Repeat exactly, and only, the lines of the entries below from the one with "pub struct GseDemandCalculator<'a>" through the one with "a zeroed result.", both ends included.

[Collected data entries]
——————
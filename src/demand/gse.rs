use tracing::debug;

use super::{apply_reserve_buffer, GrowthProjector};
use crate::config::ConversionFactors;
use crate::domain::{DemandResult, GseBreakdownEntry};
use crate::error::CalcError;
use crate::repo::GseStore;

/// Hydrogen demand for the selected ground-support-equipment types, scaled
/// from one departure+arrival cycle up to the projected July schedule.
pub struct GseDemandCalculator<'a> {
    pub equipment: &'a GseStore,
    pub projector: &'a GrowthProjector,
    pub factors: &'a ConversionFactors,
}

impl GseDemandCalculator<'_> {
    /// Names not present in the dataset are silently excluded; an empty
    /// selection (or no matches at all) yields a zeroed result.
    pub fn calculate(
        &self,
        equipment_types: &[String],
        target_year: i32,
    ) -> Result<DemandResult, CalcError> {
        let matched = self.equipment.with_names(equipment_types);
        if matched.is_empty() {
            debug!("no matching equipment records, demand is zero");
            return Ok(DemandResult::default());
        }

        let mut hydrogen_per_cycle_ft3 = 0.0;
        let mut breakdown = Vec::with_capacity(matched.len());
        for rec in &matched {
            let fuel_volume = rec.fuel_volume_per_cycle_ft3();
            let hydrogen_volume = match rec.fuel_used.conversion_factor(self.factors) {
                Some(divisor) => fuel_volume / divisor,
                // Unknown fuels stay in the breakdown but add nothing.
                None => 0.0,
            };
            hydrogen_per_cycle_ft3 += hydrogen_volume;

            breakdown.push(GseBreakdownEntry {
                equipment_type: rec.equipment_type.clone(),
                fuel_used: rec.fuel_used,
                operating_time_departure_min: rec.operating_time_departure_min,
                operating_time_arrival_min: rec.operating_time_arrival_min,
                hydrogen_volume_ft3: hydrogen_volume,
            });
        }

        let growth = self.projector.project(target_year)?;
        let july_volume_ft3 = self.factors.july_operations * hydrogen_per_cycle_ft3 * (1.0 + growth);
        let buffered = apply_reserve_buffer(july_volume_ft3);

        debug!(
            matched = matched.len(),
            daily = buffered.daily_ft3,
            "GSE hydrogen demand computed"
        );
        Ok(DemandResult {
            daily_volume_ft3: buffered.daily_ft3,
            total_volume_ft3: buffered.total_ft3,
            breakdown,
        })
    }
}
——————
• _Solution_:
pub struct GseDemandCalculator<'a> {
    pub equipment: &'a GseStore,
    pub projector: &'a GrowthProjector,
    pub factors: &'a ConversionFactors,
}

impl GseDemandCalculator<'_> {
    /// Names not present in the dataset are silently excluded; an empty
    /// selection (or no matches at all) yields a zeroed result.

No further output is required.